Excel and CSV Data File Specifications
The following specifications are designed to minimize the amount of time taken to analyze data from CSV files in Q. Please note that CSV files are, in general, a very poor format and it is preferable to one of the better file formats.
- 1 The overall structure of the file
- 2 Outfile labels rather than values
- 3 Non-Response and other types of missing data
- 4 Don’t Know
- 5 Single Response Questions
- 6 Multiple Response Questions
- 7 Multiple response questions with huge code frames
- 8 Grids
- 9 Rotations and randomizations – within questions
- 10 Rotations and randomizations – between questions
- 11 Rankings
- 12 Un-coded open-ended questions and “other specify”
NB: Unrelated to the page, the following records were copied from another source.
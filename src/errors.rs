//! Error types for the object pool

use thiserror::Error;

#[derive(Error, Debug, Clone, PartialEq, Eq)]
pub enum PoolError {
    #[error("Controller has no registered pools")]
    NoPools,

    #[error("No pool registered for kind '{0}'")]
    UnknownKind(String),

    #[error("Entity factory failed for kind '{0}'")]
    FactoryFailed(String),
}

pub type PoolResult<T> = Result<T, PoolError>;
- 13 Coded open-ended questions
- 14 Variable Names
- 15 Variables To Be Excluded
- 16 Specifications for advanced data types
- 17 See also
The overall structure of the file
All the data should appear in a single table, which should contain:
- A column for each of the different bits of data collected in the survey (e.g., age is in one column, education is in another).
- A single row at the top containing the headings that describe each column.
- A separate row for each respondent (i.e., all the data for the first respondent is shown in the row under the headings, the row beneath this contains the data for the second respondent, and so on).
- In Excel, this table should be on a single sheet.
- Column headers should not begin with numbers.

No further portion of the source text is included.